MSOT imaging of CT26 tumors in mice after injection with E-Tyr. (A) MSOT images of melanin signal in CT26 tumor bearing live mice (n = 6/group) with the indicated time after E-Tyr (1 × 10⁸ cfu) injection. Unmixed melanin overlaid on anatomy. The tumor area is indicated by a red arrow (left; PBS injected control mice, middle; E. coli injected mice, right; E-Tyr injected mice) (B) Cryo-slice images of (A) indicated tumor by red arrow after MSOT imaging. (C) Quantitative optoacoustic signal for melanin of tumors at indicated times for PBS, E. coli and E-Tyr injected mice. (*P < 0.05).

Figure 3

Correlation between tumor optoacoustic melanin signal in vivo and the distribution of melanin in tumor cryo sections. (A) MSOT images of melanin signal using CT26 tumor-bearing live mice 24 h after E-Tyr injection (Top).
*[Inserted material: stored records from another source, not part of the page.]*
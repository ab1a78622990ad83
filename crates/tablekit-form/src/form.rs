//! Form state: current values, per-field errors, submit gating, reset.
//!
//! Error map lifecycle:
//! - created empty,
//! - updated one field at a time by [`Form::handle_change`],
//! - replaced wholesale by [`Form::handle_submit`] / [`Form::validate_all`],
//! - cleared by [`Form::reset_form`].

use std::collections::BTreeMap;

use serde::{Deserialize, Serialize};

use crate::rules::ValidationRules;

/// Field name to current value.
pub type FormValues = BTreeMap<String, String>;

/// Field name to error message. A field with no entry has no error.
pub type ErrorMap = BTreeMap<String, String>;

/// A single field edit, as emitted by an input control.
#[derive(Debug, Clone, PartialEq, Eq, Serialize, Deserialize)]
pub struct ChangeEvent {
    pub name: String,
    pub value: String,
}

impl ChangeEvent {
    pub fn new(name: impl Into<String>, value: impl Into<String>) -> Self {
        Self {
            name: name.into(),
            value: value.into(),
        }
    }
}

/// Validation engine for one form instance.
///
/// # Example
///
/// ```
/// use tablekit_form::{ChangeEvent, Form, FormValues, ValidationRules};
///
/// let initial = FormValues::from([("email".to_string(), String::new())]);
/// let rules = ValidationRules::new().rule("email", |v| {
///     (!v.contains('@')).then(|| "Invalid email".to_string())
/// });
/// let mut form = Form::new(&initial, rules);
///
/// form.handle_change(ChangeEvent::new("email", "alice"));
/// assert_eq!(form.error("email"), Some("Invalid email"));
///
/// form.handle_change(ChangeEvent::new("email", "alice@example.com"));
/// let submitted = form.handle_submit(|values| values["email"].clone());
/// assert_eq!(submitted.as_deref(), Some("alice@example.com"));
/// ```
#[derive(Debug, Clone)]
pub struct Form {
    initial: FormValues,
    values: FormValues,
    errors: ErrorMap,
    rules: ValidationRules,
    submit_count: usize,
}

impl Form {
    /// Start a form from a copy of `initial`.
    pub fn new(initial: &FormValues, rules: ValidationRules) -> Self {
        Self {
            initial: initial.clone(),
            values: initial.clone(),
            errors: ErrorMap::new(),
            rules,
            submit_count: 0,
        }
    }

    pub fn values(&self) -> &FormValues {
        &self.values
    }

    pub fn errors(&self) -> &ErrorMap {
        &self.errors
    }

    pub fn rules(&self) -> &ValidationRules {
        &self.rules
    }

    /// Current value of `name`, if the form tracks it.
    pub fn value(&self, name: &str) -> Option<&str> {
        self.values.get(name).map(String::as_str)
    }

    /// Current error for `name`, if any.
    pub fn error(&self, name: &str) -> Option<&str> {
        self.errors.get(name).map(String::as_str)
    }

    /// True when no error is currently recorded.
    ///
    /// This reflects the last evaluation only; untouched fields are not
    /// checked until submit.
    pub fn is_valid(&self) -> bool {
        self.errors.is_empty()
    }

    /// True when any value differs from the initial values.
    pub fn is_dirty(&self) -> bool {
        self.values != self.initial
    }

    /// Number of submit attempts since creation or the last reset.
    pub fn submit_count(&self) -> usize {
        self.submit_count
    }

    /// Record a field edit and re-check only that field.
    ///
    /// Fields without a validator keep whatever error they had.
    pub fn handle_change(&mut self, event: ChangeEvent) {
        let ChangeEvent { name, value } = event;
        if self.rules.contains(&name) {
            match self.rules.check(&name, &value) {
                Some(message) => {
                    self.errors.insert(name.clone(), message);
                }
                None => {
                    self.errors.remove(&name);
                }
            }
        }
        self.values.insert(name, value);
    }

    /// Shorthand for [`handle_change`](Self::handle_change).
    pub fn set_value(&mut self, name: impl Into<String>, value: impl Into<String>) {
        self.handle_change(ChangeEvent::new(name, value));
    }

    /// Check every rule against the current values, replacing the error map.
    ///
    /// A rule whose field has no value is checked against the empty string.
    /// Returns true when no field failed.
    pub fn validate_all(&mut self) -> bool {
        self.errors = self
            .rules
            .fields()
            .filter_map(|field| {
                let value = self.values.get(field).map_or("", String::as_str);
                self.rules
                    .check(field, value)
                    .map(|message| (field.to_string(), message))
            })
            .collect();
        self.errors.is_empty()
    }

    /// Validate the whole form and call `on_valid` only if nothing failed.
    ///
    /// This runs at once rather than returning a handler to call later, and
    /// `on_valid` receives the submitted values instead of reading them off
    /// the form. Wrap the call in a closure to defer it to an event.
    ///
    /// Returns the callback's result, or `None` when validation failed; the
    /// failures are then available through [`errors`](Self::errors).
    pub fn handle_submit<T, F>(&mut self, on_valid: F) -> Option<T>
    where
        F: FnOnce(&FormValues) -> T,
    {
        self.submit_count += 1;
        if self.validate_all() {
            tracing::debug!(submit = self.submit_count, "form submitted");
            Some(on_valid(&self.values))
        } else {
            tracing::debug!(
                submit = self.submit_count,
                errors = self.errors.len(),
                "form submission blocked by validation errors"
            );
            None
        }
    }

    /// Restore the initial values and clear every error.
    pub fn reset_form(&mut self) {
        self.values = self.initial.clone();
        self.errors.clear();
        self.submit_count = 0;
    }
}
Cyro-slice image of tumors. Tumors were assessed by specific melanin staining (darkbrown, middle) using the Fontana-Masson stain and E. coli stain (red fluorescence, bottom) with a specific E. coli antibody. High magnification (× 100) images of melanin and E. coli stains were obtained using the software ZENblue (CarlZeiss). (B) Correlation of the melanin signal of MSOT (24 h) and the mean intensity of melanin stain by the Pearson correlation method (R² = 0.9943, n = 6).